→ Assignment
All lines from the one with "false → true transition" through the end of the records below are to be given again exactly, and nothing else.

→ Data section
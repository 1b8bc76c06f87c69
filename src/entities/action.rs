//! Action entity type - follow-up items captured during check-ins

use chrono::{DateTime, NaiveDate, Utc};
use serde::{Deserialize, Serialize};

use crate::core::identity::new_id;

/// A follow-up item owned by someone, due on a calendar date
#[derive(Debug, Clone, PartialEq, Serialize, Deserialize)]
#[serde(rename_all = "camelCase")]
pub struct Action {
    /// Unique identifier
    pub id: String,

    pub text: String,

    pub owner: String,

    pub due_date: NaiveDate,

    #[serde(default)]
    pub completed: bool,

    /// Set exactly when `completed` flips to true
    #[serde(default, skip_serializing_if = "Option::is_none")]
    pub completed_at: Option<DateTime<Utc>>,

    pub created_at: DateTime<Utc>,
}

impl Action {
    pub fn new(text: impl Into<String>, owner: impl Into<String>, due_date: NaiveDate) -> Self {
        Self {
            id: new_id("act"),
            text: text.into(),
            owner: owner.into(),
            due_date,
            completed: false,
            completed_at: None,
            created_at: Utc::now(),
        }
    }

    /// Toggle completion, stamping `completed_at` only on a false → true transition
    pub fn set_completed(&mut self, completed: bool, now: DateTime<Utc>) {
        if completed && !self.completed {
            self.completed_at = Some(now);
        } else if !completed {
            self.completed_at = None;
        }
        self.completed = completed;
    }
}

#[cfg(test)]
mod tests {
    use super::*;
    use chrono::TimeZone;

    fn due() -> NaiveDate {
        NaiveDate::from_ymd_opt(2026, 3, 1).unwrap()
    }

    #[test]
    fn test_completing_stamps_time_once() {
        let mut action = Action::new("Review targets", "Deepa Abi", due());
        let first = Utc.with_ymd_and_hms(2026, 2, 1, 9, 0, 0).unwrap();
        let later = Utc.with_ymd_and_hms(2026, 2, 5, 9, 0, 0).unwrap();

        action.set_completed(true, first);
        assert!(action.completed);
        assert_eq!(action.completed_at, Some(first));

        // Already complete - timestamp is not moved
        action.set_completed(true, later);
        assert_eq!(action.completed_at, Some(first));
    }

    #[test]
    fn test_reopening_clears_completed_at() {
        let mut action = Action::new("Review targets", "Deepa Abi", due());
        action.set_completed(true, Utc::now());
        action.set_completed(false, Utc::now());
        assert!(!action.completed);
        assert_eq!(action.completed_at, None);
    }

    #[test]
    fn test_action_json_shape() {
        let json = r#"{"id":"act-1","text":"Align roadmap","owner":"Hardik Bhatt","dueDate":"2026-02-01","completed":false,"createdAt":"2026-01-12T09:00:00Z"}"#;
        let action: Action = serde_json::from_str(json).unwrap();
        assert_eq!(action.due_date, NaiveDate::from_ymd_opt(2026, 2, 1).unwrap());
        assert!(action.completed_at.is_none());
    }
}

→ Written answer
    /// Toggle completion, stamping `completed_at` only on a false → true transition
    pub fn set_completed(&mut self, completed: bool, now: DateTime<Utc>) {
        if completed && !self.completed {
            self.completed_at = Some(now);
        } else if !completed {
            self.completed_at = None;
        }
        self.completed = completed;
    }
}

#[cfg(test)]
mod tests {
    use super::*;
    use chrono::TimeZone;

    fn due() -> NaiveDate {
        NaiveDate::from_ymd_opt(2026, 3, 1).unwrap()
    }

    #[test]
    fn test_completing_stamps_time_once() {
        let mut action = Action::new("Review targets", "Deepa Abi", due());
        let first = Utc.with_ymd_and_hms(2026, 2, 1, 9, 0, 0).unwrap();
        let later = Utc.with_ymd_and_hms(2026, 2, 5, 9, 0, 0).unwrap();

        action.set_completed(true, first);
        assert!(action.completed);
        assert_eq!(action.completed_at, Some(first));

        // Already complete - timestamp is not moved
        action.set_completed(true, later);
        assert_eq!(action.completed_at, Some(first));
    }

    #[test]
    fn test_reopening_clears_completed_at() {
        let mut action = Action::new("Review targets", "Deepa Abi", due());
        action.set_completed(true, Utc::now());
        action.set_completed(false, Utc::now());
        assert!(!action.completed);
        assert_eq!(action.completed_at, None);
    }

    #[test]
    fn test_action_json_shape() {
        let json = r#"{"id":"act-1","text":"Align roadmap","owner":"Hardik Bhatt","dueDate":"2026-02-01","completed":false,"createdAt":"2026-01-12T09:00:00Z"}"#;
        let action: Action = serde_json::from_str(json).unwrap();
        assert_eq!(action.due_date, NaiveDate::from_ymd_opt(2026, 2, 1).unwrap());
        assert!(action.completed_at.is_none());
    }
}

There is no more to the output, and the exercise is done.